Segment Open

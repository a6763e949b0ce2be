//! Configuration data model and validation

use crate::clock::Nanos;
use crate::transport::MAX_FRAME_SIZE;
use crate::types::{AppError, ExchangeMode, Result, TimeUnit, TransportMode};
use serde::{Deserialize, Serialize};
use std::time::Duration;

/// Main application configuration
#[derive(Debug, Clone, PartialEq, Serialize, Deserialize)]
pub struct Config {
    /// Timed iterations to report
    #[serde(default = "default_iterations")]
    pub iterations: u64,

    /// Run length in seconds; a positive value replaces the iteration count
    #[serde(default)]
    pub duration_secs: f64,

    /// Leading iterations executed but not reported
    #[serde(default)]
    pub skip: u64,

    /// Microseconds between sends, 0 for back-to-back
    #[serde(default)]
    pub frequency_us: u64,

    /// Output unit
    #[serde(default)]
    pub units: TimeUnit,

    /// Decimal places; unit default when absent
    #[serde(default)]
    pub precision: Option<usize>,

    /// Payload size in bytes, control byte included
    #[serde(default = "default_message_size")]
    pub message_size: usize,

    /// Samples per ledger page
    #[serde(default = "default_page_size")]
    pub page_size: usize,

    /// Responder echoes every payload
    #[serde(default)]
    pub echo: bool,

    /// Print the relative send time before each latency
    #[serde(default)]
    pub timestamps: bool,

    #[serde(default)]
    pub transport: TransportMode,

    /// Rank of this process in TCP mode
    #[serde(default)]
    pub rank: u32,

    /// Address the responder listens on and the initiator connects to
    #[serde(default = "default_address")]
    pub address: String,

    #[serde(default = "default_connect_timeout_secs")]
    pub connect_timeout_secs: u64,

    /// Enable colored terminal output
    #[serde(default = "default_enable_color")]
    pub enable_color: bool,

    /// Enable verbose output
    #[serde(default)]
    pub verbose: bool,

    /// Enable debug output
    #[serde(default)]
    pub debug: bool,
}

impl Default for Config {
    fn default() -> Self {
        Self {
            iterations: default_iterations(),
            duration_secs: 0.0,
            skip: crate::defaults::DEFAULT_SKIP,
            frequency_us: crate::defaults::DEFAULT_FREQUENCY_US,
            units: crate::defaults::DEFAULT_UNITS,
            precision: None,
            message_size: default_message_size(),
            page_size: default_page_size(),
            echo: false,
            timestamps: false,
            transport: TransportMode::default(),
            rank: 0,
            address: default_address(),
            connect_timeout_secs: default_connect_timeout_secs(),
            enable_color: default_enable_color(),
            verbose: false,
            debug: false,
        }
    }
}

impl Config {
    /// Create a new configuration with default values
    pub fn new() -> Self {
        Self::default()
    }

    pub fn is_duration_mode(&self) -> bool {
        self.duration_secs > 0.0
    }

    pub fn connect_timeout(&self) -> Duration {
        Duration::from_secs(self.connect_timeout_secs)
    }

    /// Precision actually used for output
    pub fn effective_precision(&self) -> usize {
        self.precision.unwrap_or_else(|| self.units.default_precision())
    }

    /// Validate the configuration and return any errors
    pub fn validate(&self) -> Result<()> {
        if !self.duration_secs.is_finite() || self.duration_secs < 0.0 {
            return Err(AppError::config(format!(
                "Duration must be a non-negative number of seconds, got {}",
                self.duration_secs
            )));
        }

        if !self.is_duration_mode() && self.iterations == 0 {
            return Err(AppError::config("Iterations must be greater than 0 unless a duration is given"));
        }

        if self.message_size == 0 {
            return Err(AppError::config("Message size must be at least 1 byte"));
        }

        if self.message_size > MAX_FRAME_SIZE {
            return Err(AppError::config(format!(
                "Message size cannot exceed {} bytes",
                MAX_FRAME_SIZE
            )));
        }

        if self.page_size == 0 {
            return Err(AppError::config("Page size must be greater than 0"));
        }

        if let Some(precision) = self.precision {
            if precision > crate::defaults::MAX_PRECISION {
                return Err(AppError::config(format!(
                    "Precision cannot exceed {} digits",
                    crate::defaults::MAX_PRECISION
                )));
            }
        }

        if self.rank > 1 {
            return Err(AppError::config(format!("Rank must be 0 or 1, got {}", self.rank)));
        }

        if self.transport == TransportMode::Tcp {
            if self.address.trim().is_empty() {
                return Err(AppError::config("Address cannot be empty in TCP mode"));
            }
            if self.connect_timeout_secs == 0 {
                return Err(AppError::config("Connect timeout must be greater than 0"));
            }
        }

        Ok(())
    }

    /// Merge environment variables into this configuration
    pub fn merge_from_env(&mut self) -> Result<()> {
        if let Ok(iterations) = std::env::var("PINGPONG_ITERATIONS") {
            self.iterations = iterations.trim().parse()
                .map_err(|e| AppError::config(format!("Invalid PINGPONG_ITERATIONS value '{}': {}", iterations, e)))?;
        }

        if let Ok(skip) = std::env::var("PINGPONG_SKIP") {
            self.skip = skip.trim().parse()
                .map_err(|e| AppError::config(format!("Invalid PINGPONG_SKIP value '{}': {}", skip, e)))?;
        }

        if let Ok(frequency) = std::env::var("PINGPONG_FREQUENCY_US") {
            self.frequency_us = frequency.trim().parse()
                .map_err(|e| AppError::config(format!("Invalid PINGPONG_FREQUENCY_US value '{}': {}", frequency, e)))?;
        }

        if let Ok(duration) = std::env::var("PINGPONG_DURATION") {
            self.duration_secs = duration.trim().parse()
                .map_err(|e| AppError::config(format!("Invalid PINGPONG_DURATION value '{}': {}", duration, e)))?;
        }

        if let Ok(units) = std::env::var("PINGPONG_UNITS") {
            self.units = units.parse()
                .map_err(|e: AppError| AppError::config(format!("Invalid PINGPONG_UNITS value: {}", e)))?;
        }

        if let Ok(precision) = std::env::var("PINGPONG_PRECISION") {
            self.precision = Some(precision.trim().parse()
                .map_err(|e| AppError::config(format!("Invalid PINGPONG_PRECISION value '{}': {}", precision, e)))?);
        }

        if let Ok(size) = std::env::var("PINGPONG_MESSAGE_SIZE") {
            self.message_size = size.trim().parse()
                .map_err(|e| AppError::config(format!("Invalid PINGPONG_MESSAGE_SIZE value '{}': {}", size, e)))?;
        }

        if let Ok(size) = std::env::var("PINGPONG_PAGE_SIZE") {
            self.page_size = size.trim().parse()
                .map_err(|e| AppError::config(format!("Invalid PINGPONG_PAGE_SIZE value '{}': {}", size, e)))?;
        }

        if let Ok(address) = std::env::var("PINGPONG_ADDRESS") {
            self.address = address.trim().to_string();
        }

        if let Ok(enable_color) = std::env::var("PINGPONG_ENABLE_COLOR") {
            self.enable_color = enable_color.trim().parse()
                .map_err(|e| AppError::config(format!("Invalid PINGPONG_ENABLE_COLOR value '{}': {}", enable_color, e)))?;
        }

        Ok(())
    }

    /// Resolve into the immutable parameters of one benchmark run
    pub fn run_config(&self) -> RunConfig {
        let termination = if self.is_duration_mode() {
            Termination::Duration(Nanos::from_secs_f64(self.duration_secs))
        } else {
            Termination::Iterations(self.iterations)
        };

        RunConfig {
            termination,
            skip: self.skip,
            pacing_interval: Nanos::from_micros(self.frequency_us),
            message_size: self.message_size,
            mode: ExchangeMode::from_echo_flag(self.echo),
            unit: self.units,
            precision: self.effective_precision(),
            timestamps: self.timestamps,
            page_size: self.page_size,
        }
    }
}

/// What ends the timed loop
#[derive(Debug, Clone, Copy, PartialEq, Eq, Serialize, Deserialize)]
pub enum Termination {
    /// Fixed number of reported iterations
    Iterations(u64),
    /// Wall-clock length measured from the first reported send
    Duration(Nanos),
}

/// Immutable parameters of one benchmark run
#[derive(Debug, Clone, Copy, PartialEq, Eq, Serialize, Deserialize)]
pub struct RunConfig {
    pub termination: Termination,
    pub skip: u64,
    pub pacing_interval: Nanos,
    pub message_size: usize,
    pub mode: ExchangeMode,
    pub unit: TimeUnit,
    pub precision: usize,
    pub timestamps: bool,
    pub page_size: usize,
}

impl RunConfig {
    /// Iteration count announced in the setup message; 0 in duration mode
    pub fn setup_iterations(&self) -> u64 {
        match self.termination {
            Termination::Iterations(requested) => requested.saturating_add(self.skip),
            Termination::Duration(_) => 0,
        }
    }

    pub fn is_duration_mode(&self) -> bool {
        matches!(self.termination, Termination::Duration(_))
    }
}

impl Default for RunConfig {
    fn default() -> Self {
        Config::default().run_config()
    }
}

// Default value functions for serde
fn default_iterations() -> u64 {
    crate::defaults::DEFAULT_ITERATIONS
}

fn default_message_size() -> usize {
    crate::defaults::DEFAULT_MESSAGE_SIZE
}

fn default_page_size() -> usize {
    crate::defaults::DEFAULT_PAGE_SIZE
}

fn default_address() -> String {
    crate::defaults::DEFAULT_ADDRESS.to_string()
}

fn default_connect_timeout_secs() -> u64 {
    crate::defaults::DEFAULT_CONNECT_TIMEOUT.as_secs()
}

fn default_enable_color() -> bool {
    crate::defaults::DEFAULT_ENABLE_COLOR
}

#[cfg(test)]
mod tests {
    use super::*;

    #[test]
    fn test_default_config_is_valid() {
        let config = Config::default();
        assert!(config.validate().is_ok());
        assert_eq!(config.iterations, 20);
        assert_eq!(config.units, TimeUnit::Us);
        assert_eq!(config.message_size, 4);
        assert_eq!(config.page_size, 1024);
    }

    #[test]
    fn test_zero_iterations_invalid_without_duration() {
        let mut config = Config::default();
        config.iterations = 0;
        assert!(config.validate().is_err());

        config.duration_secs = 1.5;
        assert!(config.validate().is_ok());
    }

    #[test]
    fn test_negative_duration_invalid() {
        let mut config = Config::default();
        config.duration_secs = -1.0;
        assert!(config.validate().is_err());
        config.duration_secs = f64::NAN;
        assert!(config.validate().is_err());
    }

    #[test]
    fn test_zero_sizes_invalid() {
        let mut config = Config::default();
        config.message_size = 0;
        assert!(config.validate().is_err());

        let mut config = Config::default();
        config.page_size = 0;
        assert!(config.validate().is_err());

        let mut config = Config::default();
        config.message_size = MAX_FRAME_SIZE + 1;
        assert!(config.validate().is_err());
    }

    #[test]
    fn test_rank_and_tcp_settings() {
        let mut config = Config::default();
        config.rank = 2;
        assert!(config.validate().is_err());

        let mut config = Config::default();
        config.transport = TransportMode::Tcp;
        config.address = "  ".to_string();
        assert!(config.validate().is_err());
    }

    #[test]
    fn test_duration_overrides_iterations() {
        let mut config = Config::default();
        config.iterations = 50;
        config.duration_secs = 2.0;

        let run = config.run_config();
        assert_eq!(run.termination, Termination::Duration(Nanos::new(2_000_000_000)));
        assert_eq!(run.setup_iterations(), 0);
        assert!(run.is_duration_mode());
    }

    #[test]
    fn test_run_config_resolution() {
        let mut config = Config::default();
        config.iterations = 20;
        config.skip = 5;
        config.frequency_us = 250;
        config.units = TimeUnit::Ms;
        config.echo = true;

        let run = config.run_config();
        assert_eq!(run.termination, Termination::Iterations(20));
        assert_eq!(run.setup_iterations(), 25);
        assert_eq!(run.pacing_interval, Nanos::new(250_000));
        assert_eq!(run.precision, 6);
        assert_eq!(run.mode, ExchangeMode::Echo);
    }

    #[test]
    fn test_explicit_precision_wins() {
        let mut config = Config::default();
        config.units = TimeUnit::S;
        config.precision = Some(2);
        assert_eq!(config.run_config().precision, 2);

        config.precision = Some(crate::defaults::MAX_PRECISION + 1);
        assert!(config.validate().is_err());
    }

    #[test]
    fn test_config_deserializes_with_defaults() {
        let config: Config = serde_json::from_str(r#"{"iterations": 7, "units": "ns"}"#).unwrap();
        assert_eq!(config.iterations, 7);
        assert_eq!(config.units, TimeUnit::Ns);
        assert_eq!(config.page_size, crate::defaults::DEFAULT_PAGE_SIZE);
    }
}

Segment Closed

What is required: All lines in the data above from the one with "assert!(run.is_duration_mode());" through the one with "assert_eq!(run.setup_iterations(), 25);" must be repeated exactly, and no others.

Exercise answer:
        assert!(run.is_duration_mode());
    }

    #[test]
    fn test_run_config_resolution() {
        let mut config = Config::default();
        config.iterations = 20;
        config.skip = 5;
        config.frequency_us = 250;
        config.units = TimeUnit::Ms;
        config.echo = true;

        let run = config.run_config();
        assert_eq!(run.termination, Termination::Iterations(20));
        assert_eq!(run.setup_iterations(), 25);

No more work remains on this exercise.